Questo è il Mario Melazzini di oggi. Protagonista esemplare di una storia intrisa di caparbietà, coraggio e fede. Doni che gli hanno consentito di superare l'impatto emotivo devastante alla notizia della malattia. Impossibile nascondere la gravità della diagnosi a un paziente che è anche medico. «Quando mi è stato detto che avevo la Sla, il mio primo pensiero è stato quello di cercare la morte - riconosce oggi -. Per un anno e mezzo ho avuto un chiodo fisso: ricorrere al suicidio assistito. Pensavo solo a me stesso, a un corpo che stava trasformandosi in semplice involucro, avevo abbandonato ogni speranza.
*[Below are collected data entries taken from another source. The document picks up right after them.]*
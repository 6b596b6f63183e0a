//! Linear reconnect backoff.

use std::time::Duration;

/// Reconnect schedule: attempt N waits `min(N * step, cap)`.
#[derive(Debug, Clone, Copy, PartialEq, Eq)]
pub struct ReconnectPolicy {
    pub max_attempts: u32,
    pub step: Duration,
    pub cap: Duration,
}

impl Default for ReconnectPolicy {
    fn default() -> Self {
        Self {
            max_attempts: 10,
            step: Duration::from_secs(2),
            cap: Duration::from_secs(30),
        }
    }
}

impl ReconnectPolicy {
    pub fn with_max_attempts(max_attempts: u32) -> Self {
        Self {
            max_attempts,
            ..Self::default()
        }
    }

    /// Delay before reconnect attempt number `attempt` (1-based).
    pub fn delay_for(&self, attempt: u32) -> Duration {
        self.step.saturating_mul(attempt).min(self.cap)
    }

    /// Whether another attempt may be scheduled after `attempts` so far.
    pub fn allows(&self, attempts: u32) -> bool {
        attempts < self.max_attempts
    }
}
Eppure, rispetto a oggi, riuscivo ancora a fare quasi tutto: camminavo, mangiavo, guidavo... Ma non sapevo cogliere la bellezza di quei piccoli gesti cui giorno dopo giorno ho poi dovuto rinunciare».
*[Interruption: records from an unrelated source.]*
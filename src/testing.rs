//! In-memory doubles for the transport, signaling and socket seams.

use crate::collaborators::NotificationSink;
use crate::transport::websocket::{AlertConnector, AlertFrame, AlertSink, AlertSocket, AlertStream};
use crate::transport::ChannelError;
use crate::webrtc::signaling::{SignalingError, WhepSignaler};
use crate::webrtc::transport::{
    MediaTransport, TrackReadyState, TransportConfig, TransportError, TransportEvent,
    TransportFactory, VideoTrack,
};
use async_trait::async_trait;
use parking_lot::Mutex;
use std::collections::VecDeque;
use std::sync::atomic::{AtomicBool, AtomicU32, Ordering};
use std::sync::Arc;
use std::time::Duration;
use tokio::sync::{mpsc, watch};
use url::Url;

/// Let every ready task run, then advance the paused clock by 1ms.
pub async fn settle() {
    for _ in 0..8 {
        tokio::task::yield_now().await;
    }
    tokio::time::sleep(Duration::from_millis(1)).await;
}

#[derive(Debug)]
pub struct MockTrack {
    id: String,
    enabled: AtomicBool,
    ended: AtomicBool,
    toggles: Mutex<Vec<bool>>,
}

impl MockTrack {
    /// Live, enabled track
    pub fn live(id: &str) -> Arc<Self> {
        Arc::new(Self {
            id: id.to_string(),
            enabled: AtomicBool::new(true),
            ended: AtomicBool::new(false),
            toggles: Mutex::new(Vec::new()),
        })
    }

    pub fn end(&self) {
        self.ended.store(true, Ordering::SeqCst);
    }

    /// Every set_enabled() value, in call order
    pub fn toggles(&self) -> Vec<bool> {
        self.toggles.lock().clone()
    }

    pub fn clear_toggles(&self) {
        self.toggles.lock().clear();
    }
}

impl VideoTrack for MockTrack {
    fn id(&self) -> &str {
        &self.id
    }

    fn is_enabled(&self) -> bool {
        self.enabled.load(Ordering::SeqCst)
    }

    fn set_enabled(&self, enabled: bool) {
        self.enabled.store(enabled, Ordering::SeqCst);
        self.toggles.lock().push(enabled);
    }

    fn ready_state(&self) -> TrackReadyState {
        if self.ended.load(Ordering::SeqCst) {
            TrackReadyState::Ended
        } else {
            TrackReadyState::Live
        }
    }
}

/// Records every transport it creates.
#[derive(Default)]
pub struct MockFactory {
    transports: Mutex<Vec<Arc<MockTransport>>>,
    configs: Mutex<Vec<TransportConfig>>,
    failing: Mutex<Vec<String>>,
}

impl MockFactory {
    pub fn new() -> Arc<Self> {
        Arc::new(Self::default())
    }

    /// Make one step fail: "create", "transceiver", "offer", "local" or "remote".
    pub fn fail_step(&self, step: &str) {
        self.failing.lock().push(step.to_string());
    }

    pub fn transports(&self) -> Vec<Arc<MockTransport>> {
        self.transports.lock().clone()
    }

    pub fn last(&self) -> Option<Arc<MockTransport>> {
        self.transports.lock().last().cloned()
    }

    pub fn configs(&self) -> Vec<TransportConfig> {
        self.configs.lock().clone()
    }

    /// Transports not yet closed
    pub fn live_count(&self) -> usize {
        self.transports.lock().iter().filter(|t| !t.is_closed()).count()
    }
}

#[async_trait]
impl TransportFactory for MockFactory {
    async fn create(
        &self,
        config: &TransportConfig,
        events: mpsc::UnboundedSender<TransportEvent>,
    ) -> Result<Arc<dyn MediaTransport>, TransportError> {
        self.configs.lock().push(config.clone());
        let failing = self.failing.lock().clone();
        if failing.iter().any(|s| s == "create") {
            return Err(TransportError::Create("scripted".into()));
        }
        let transport = Arc::new(MockTransport {
            serial: self.transports.lock().len() as u32,
            events,
            failing,
            transceivers: AtomicU32::new(0),
            closes: AtomicU32::new(0),
            local: Mutex::new(None),
            remote: Mutex::new(None),
        });
        self.transports.lock().push(transport.clone());
        Ok(transport as Arc<dyn MediaTransport>)
    }
}

pub struct MockTransport {
    serial: u32,
    events: mpsc::UnboundedSender<TransportEvent>,
    failing: Vec<String>,
    transceivers: AtomicU32,
    closes: AtomicU32,
    local: Mutex<Option<String>>,
    remote: Mutex<Option<String>>,
}

impl MockTransport {
    /// Deliver an event as the stack would; ignored once the session stopped listening.
    pub fn emit(&self, event: TransportEvent) {
        let _ = self.events.send(event);
    }

    pub fn is_closed(&self) -> bool {
        self.close_calls() > 0
    }

    pub fn close_calls(&self) -> u32 {
        self.closes.load(Ordering::SeqCst)
    }

    pub fn recvonly_transceivers(&self) -> u32 {
        self.transceivers.load(Ordering::SeqCst)
    }

    pub fn local_sdp(&self) -> Option<String> {
        self.local.lock().clone()
    }

    pub fn remote_sdp(&self) -> Option<String> {
        self.remote.lock().clone()
    }

    fn step(&self, name: &str) -> Result<(), TransportError> {
        if self.failing.iter().any(|s| s == name) {
            Err(TransportError::Sdp(format!("scripted {} failure", name)))
        } else {
            Ok(())
        }
    }
}

#[async_trait]
impl MediaTransport for MockTransport {
    async fn add_recvonly_video_transceiver(&self) -> Result<(), TransportError> {
        self.step("transceiver")?;
        self.transceivers.fetch_add(1, Ordering::SeqCst);
        Ok(())
    }

    async fn create_offer(&self) -> Result<String, TransportError> {
        self.step("offer")?;
        Ok(format!(
            "v=0\r\no=- {} 2 IN IP4 127.0.0.1\r\ns=-\r\nm=video 9 UDP/TLS/RTP/SAVPF 96\r\na=recvonly\r\n",
            self.serial
        ))
    }

    async fn set_local_description(&self, sdp: &str) -> Result<String, TransportError> {
        self.step("local")?;
        *self.local.lock() = Some(sdp.to_string());
        Ok(sdp.to_string())
    }

    async fn set_remote_description(&self, sdp: &str) -> Result<(), TransportError> {
        self.step("remote")?;
        *self.remote.lock() = Some(sdp.to_string());
        Ok(())
    }

    async fn close(&self) {
        self.closes.fetch_add(1, Ordering::SeqCst);
    }
}

/// Signaler with a scripted response and an optional hold on in-flight POSTs
pub struct MockSignaler {
    response: Result<String, u16>,
    posts: Mutex<Vec<(String, String)>>,
    gate: watch::Sender<bool>,
}

impl MockSignaler {
    pub fn answering(answer: &str) -> Arc<Self> {
        Self::build(Ok(answer.to_string()))
    }

    /// Every POST fails with this HTTP status
    pub fn status(code: u16) -> Arc<Self> {
        Self::build(Err(code))
    }

    fn build(response: Result<String, u16>) -> Arc<Self> {
        let (gate, _) = watch::channel(false);
        Arc::new(Self {
            response,
            posts: Mutex::new(Vec::new()),
            gate,
        })
    }

    /// Park subsequent POSTs until release_all()
    pub fn hold(&self) {
        self.gate.send_replace(true);
    }

    pub fn release_all(&self) {
        self.gate.send_replace(false);
    }

    /// (endpoint, offer) of every POST so far
    pub fn posts(&self) -> Vec<(String, String)> {
        self.posts.lock().clone()
    }
}

#[async_trait]
impl WhepSignaler for MockSignaler {
    async fn post_offer(&self, endpoint: &Url, offer_sdp: &str) -> Result<String, SignalingError> {
        self.posts.lock().push((endpoint.to_string(), offer_sdp.to_string()));
        let mut gate = self.gate.subscribe();
        let _ = gate.wait_for(|held| !*held).await;
        match &self.response {
            Ok(answer) => Ok(answer.clone()),
            Err(status) => Err(SignalingError::Status {
                status: *status,
                body: None,
            }),
        }
    }
}

/// Connector that refuses unless a socket was queued with accept_next()
#[derive(Default)]
pub struct MockConnector {
    queued: Mutex<VecDeque<(mpsc::UnboundedReceiver<Option<Result<AlertFrame, ChannelError>>>, Arc<SocketLog>)>>,
    urls: Mutex<Vec<Url>>,
}

impl MockConnector {
    pub fn new() -> Arc<Self> {
        Arc::new(Self::default())
    }

    /// Queue one successful connect; returns the server side of that socket.
    pub fn accept_next(&self) -> MockServer {
        let (frames, rx) = mpsc::unbounded_channel();
        let log = Arc::new(SocketLog::default());
        self.queued.lock().push_back((rx, log.clone()));
        MockServer { frames, log }
    }

    /// Connect calls so far, successful or not
    pub fn attempts(&self) -> usize {
        self.urls.lock().len()
    }

    pub fn urls(&self) -> Vec<Url> {
        self.urls.lock().clone()
    }
}

#[async_trait]
impl AlertConnector for MockConnector {
    async fn connect(&self, url: &Url) -> Result<AlertSocket, ChannelError> {
        self.urls.lock().push(url.clone());
        let Some((frames, log)) = self.queued.lock().pop_front() else {
            return Err(ChannelError::Connect("connection refused".into()));
        };
        Ok(AlertSocket {
            sink: Box::new(MockSink { log }),
            stream: Box::new(MockStream { frames }),
        })
    }
}

#[derive(Default)]
struct SocketLog {
    sent: Mutex<Vec<String>>,
    pings: AtomicU32,
    fail_pings: AtomicBool,
    going_away: AtomicBool,
}

/// Server end of a mock socket
pub struct MockServer {
    frames: mpsc::UnboundedSender<Option<Result<AlertFrame, ChannelError>>>,
    log: Arc<SocketLog>,
}

impl MockServer {
    pub fn push(&self, frame: AlertFrame) {
        let _ = self.frames.send(Some(Ok(frame)));
    }

    pub fn push_text(&self, text: &str) {
        self.push(AlertFrame::Text(text.to_string()));
    }

    pub fn fail_receive(&self) {
        let _ = self.frames.send(Some(Err(ChannelError::Receive("connection reset".into()))));
    }

    /// End of stream
    pub fn end(&self) {
        let _ = self.frames.send(None);
    }

    pub fn fail_pings(&self) {
        self.log.fail_pings.store(true, Ordering::SeqCst);
    }

    pub fn pings(&self) -> u32 {
        self.log.pings.load(Ordering::SeqCst)
    }

    pub fn sent(&self) -> Vec<String> {
        self.log.sent.lock().clone()
    }

    pub fn closed_going_away(&self) -> bool {
        self.log.going_away.load(Ordering::SeqCst)
    }
}

struct MockSink {
    log: Arc<SocketLog>,
}

#[async_trait]
impl AlertSink for MockSink {
    async fn send_text(&mut self, text: String) -> Result<(), ChannelError> {
        self.log.sent.lock().push(text);
        Ok(())
    }

    async fn ping(&mut self) -> Result<(), ChannelError> {
        if self.log.fail_pings.load(Ordering::SeqCst) {
            return Err(ChannelError::Send("broken pipe".into()));
        }
        self.log.pings.fetch_add(1, Ordering::SeqCst);
        Ok(())
    }

    async fn close_going_away(&mut self) -> Result<(), ChannelError> {
        self.log.going_away.store(true, Ordering::SeqCst);
        Ok(())
    }
}

struct MockStream {
    frames: mpsc::UnboundedReceiver<Option<Result<AlertFrame, ChannelError>>>,
}

#[async_trait]
impl AlertStream for MockStream {
    async fn next_frame(&mut self) -> Option<Result<AlertFrame, ChannelError>> {
        // Closed sender behaves like an idle server, not a disconnect.
        match self.frames.recv().await {
            Some(item) => item,
            None => std::future::pending().await,
        }
    }
}

/// Notification sink that records (title, body, badge)
#[derive(Default)]
pub struct RecordingSink {
    notifications: Mutex<Vec<(String, String, u32)>>,
}

impl RecordingSink {
    pub fn new() -> Arc<Self> {
        Arc::new(Self::default())
    }

    pub fn notifications(&self) -> Vec<(String, String, u32)> {
        self.notifications.lock().clone()
    }
}

impl NotificationSink for RecordingSink {
    fn notify(&self, title: &str, body: &str, badge: u32) {
        self.notifications
            .lock()
            .push((title.to_string(), body.to_string(), badge));
    }
}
La rivoluzione di Melazzini avviene al termine di tre mesi trascorsi in totale solitudine. Tra le montagne. Leggendo e rileggendo il Libro di Giobbe, come gli aveva consigliato l'amico più caro, un gesuita. E proprio mentre cercava di allontanarsi il più possibile dalla vita ha trovato la forza di percepire quanto in realtà vi volesse restare aggrappato. Torna a casa ad abbracciare la moglie e i figli: «Mi sono chiesto che cosa stessi facendo, se fossi impazzito. La cosa più bella, anche se difficile, è stata capire quanto sia importante chiedere un aiuto e riceverlo, anche se non riesci più a muoverti e fai fatica a respirare. Quella malattia che per un anno e mezzo avevo definito sfortuna mostruosa aveva saputo aprirmi gli occhi per comprendere la bellezza di poter ancora usare la propria testa, di riuscire a sentirsi utile agli altri. La preghiera e il confronto continuo con gli altri e con me stesso mi hanno aiutato a metabolizzare la sofferenza».
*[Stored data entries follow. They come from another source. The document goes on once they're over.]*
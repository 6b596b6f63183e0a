//! octrum-monitor - Main entry point
//!
//! Headless client: keeps the alert channel open and, when a stream URL is
//! configured, holds a WHEP live view. State changes and alerts are logged.

mod args;

use args::Args;
use clap::Parser;
use log::{info, warn};
use octrum_core::{
    AppPhase, ConnectionState, EventChannel, LogNotificationSink, SessionProvider, StaticSession,
};
use octrum_core::transport::TungsteniteConnector;
use std::sync::Arc;
use tokio::signal;
use tokio::sync::watch;
use tokio::task::JoinHandle;

#[tokio::main]
async fn main() -> Result<(), Box<dyn std::error::Error>> {
    // Parse command line arguments
    let args = Args::parse();

    let config = args.load_config()?;

    // Initialize logging with noise filtering for third-party WebRTC crates
    let log_level = if args.verbose { "debug" } else { config.logging.level.as_str() };
    env_logger::Builder::new()
        .parse_filters(&std::env::var("OCTRUM_LOG").unwrap_or_else(|_| log_level.to_string()))
        .filter_module("webrtc_ice", log::LevelFilter::Error)
        .filter_module("webrtc_dtls", log::LevelFilter::Error)
        .filter_module("webrtc_mdns", log::LevelFilter::Error)
        .init();

    info!("octrum-monitor v{}", env!("CARGO_PKG_VERSION"));
    config.validate()?;

    let session: Arc<dyn SessionProvider> = Arc::new(StaticSession::new(
        config.session.access_token.clone(),
        config.session.store_id.clone(),
    ));

    // Alert channel
    let channel = EventChannel::with_session(
        config.alerts.channel_config()?,
        Arc::new(TungsteniteConnector),
        Arc::new(LogNotificationSink),
        session,
    );
    let channel_watch = spawn_state_logger("alerts", channel.subscribe_state());
    channel.connect();
    if args.background {
        channel.set_app_phase(AppPhase::Background);
    }

    // Live view
    #[cfg(feature = "webrtc-streaming")]
    let live_view = match config.whep.url.as_deref() {
        Some(url) => {
            let session = octrum_core::SignalingSession::with_timeouts(config.whep.timeouts())?;
            let handle = spawn_state_logger("live view", session.subscribe_state());
            session.connect(url);
            Some((session, handle))
        }
        None => {
            info!("No WHEP url configured, live view disabled");
            None
        }
    };
    #[cfg(not(feature = "webrtc-streaming"))]
    if config.whep.url.is_some() {
        warn!("Built without webrtc-streaming, ignoring WHEP url");
    }

    // Wait for shutdown signal
    let _ = signal::ctrl_c().await;
    info!("Initiating graceful shutdown...");

    #[cfg(feature = "webrtc-streaming")]
    if let Some((session, handle)) = live_view {
        session.disconnect().await;
        handle.abort();
    }
    channel.disconnect().await;
    channel_watch.abort();

    info!("octrum-monitor stopped ({} alerts received)", channel.message_log().len());
    Ok(())
}

fn spawn_state_logger(
    component: &'static str,
    mut state: watch::Receiver<ConnectionState>,
) -> JoinHandle<()> {
    tokio::spawn(async move {
        while state.changed().await.is_ok() {
            let current = state.borrow_and_update().clone();
            match current {
                ConnectionState::Failed(ref reason) => warn!("{}: {} ({})", component, current.label(), reason),
                _ => info!("{}: {}", component, current.label()),
            }
        }
    })
}
use clap::Parser;
use std::path::PathBuf;

use octrum_core::config;

#[derive(Parser, Debug)]
#[command(name = "octrum-monitor")]
#[command(author = "Octrum Team")]
#[command(version)]
#[command(about = "Headless Octrum client: WHEP live view plus alert channel", long_about = None)]
pub struct Args {
    /// Configuration file path
    #[arg(short, long, default_value = "/etc/octrum-core.toml")]
    pub config: PathBuf,

    /// Stream base URL (overrides [whep] url)
    #[arg(long)]
    pub whep_url: Option<String>,

    /// Alert WebSocket URL (overrides [alerts] url)
    #[arg(long)]
    pub alerts_url: Option<String>,

    /// Verbose logging
    #[arg(short, long, action)]
    pub verbose: bool,

    /// Start in background phase so keepalive pings run
    #[arg(long, action)]
    pub background: bool,
}

impl Args {
    pub fn load_config(&self) -> Result<config::Config, config::ConfigError> {
        let mut config = config::Config::load(&self.config)?;
        if let Some(ref url) = self.whep_url {
            config.whep.url = Some(url.clone());
        }
        if let Some(ref url) = self.alerts_url {
            config.alerts.url = url.clone();
        }
        Ok(config)
    }
}
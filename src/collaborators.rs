//! Interfaces the core consumes from the host application.

use log::info;
use parking_lot::RwLock;

/// Current login session (auth token, store id).
pub trait SessionProvider: Send + Sync {
    fn access_token(&self) -> Option<String>;
    fn store_id(&self) -> Option<String>;
}

/// Receives decoded alerts. Fire-and-forget.
pub trait NotificationSink: Send + Sync {
    fn notify(&self, title: &str, body: &str, badge: u32);
}

/// Session credentials held in memory, e.g. loaded from config.
#[derive(Debug, Default)]
pub struct StaticSession {
    access_token: RwLock<Option<String>>,
    store_id: RwLock<Option<String>>,
}

impl StaticSession {
    pub fn new(access_token: Option<String>, store_id: Option<String>) -> Self {
        Self {
            access_token: RwLock::new(access_token),
            store_id: RwLock::new(store_id),
        }
    }

    pub fn save(&self, access_token: String, store_id: String) {
        *self.access_token.write() = Some(access_token);
        *self.store_id.write() = Some(store_id);
    }

    pub fn clear(&self) {
        *self.access_token.write() = None;
        *self.store_id.write() = None;
    }
}

impl SessionProvider for StaticSession {
    fn access_token(&self) -> Option<String> {
        self.access_token.read().clone()
    }

    fn store_id(&self) -> Option<String> {
        self.store_id.read().clone()
    }
}

/// Writes notifications to the log instead of presenting them.
#[derive(Debug, Default, Clone, Copy)]
pub struct LogNotificationSink;

impl NotificationSink for LogNotificationSink {
    fn notify(&self, title: &str, body: &str, badge: u32) {
        info!("[{}] {} (badge {})", title, body, badge);
    }
}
«Solo chi si trova nelle condizioni di Welby - spiega ancora il medico pavese - può capire intimamente certi suoi pensieri. Ho il massimo rispetto per quanto ha scritto». Melazzini però non ha dubbi: «Se le istituzioni vogliono affrontare in modo concreto i problemi toccati da Welby non possono non tenere in considerazione le condizioni in cui vivono le persone affette da patologie gravi che mantengono inalterate le funzioni cognitive. Malati prigionieri del proprio corpo, e dipendenti da macchine per poter vivere, vittime della mancanza di un'assistenza domiciliare qualificata. Gente che ha assoluto bisogno di essere assistita da personale preparato e di essere messa nelle condizioni di non gravare esclusivamente sulla famiglia. Solo così in futuro potranno diminuire i disperati appelli alla Welby: con il massimo rispetto per lui, penso alla quotidianità di tanti malati che non hanno la forza, la voglia, il supporto politico per far sentire la propria voce». E all'esponente radicale malato di Sla Melazzini cosa direbbe? «Mi piacerebbe fargli capire che, pur prigionieri del nostro corpo, abbiamo la grande fortuna di avere una testa che funziona. Da esperienze come la nostra si possono trarre ricchezze addirittura impossibili da descrivere a parole. Penso alla riscoperta delle piccole cose, o alla vicinanza di chi ti vuole bene, che ti dà una forza incredibile».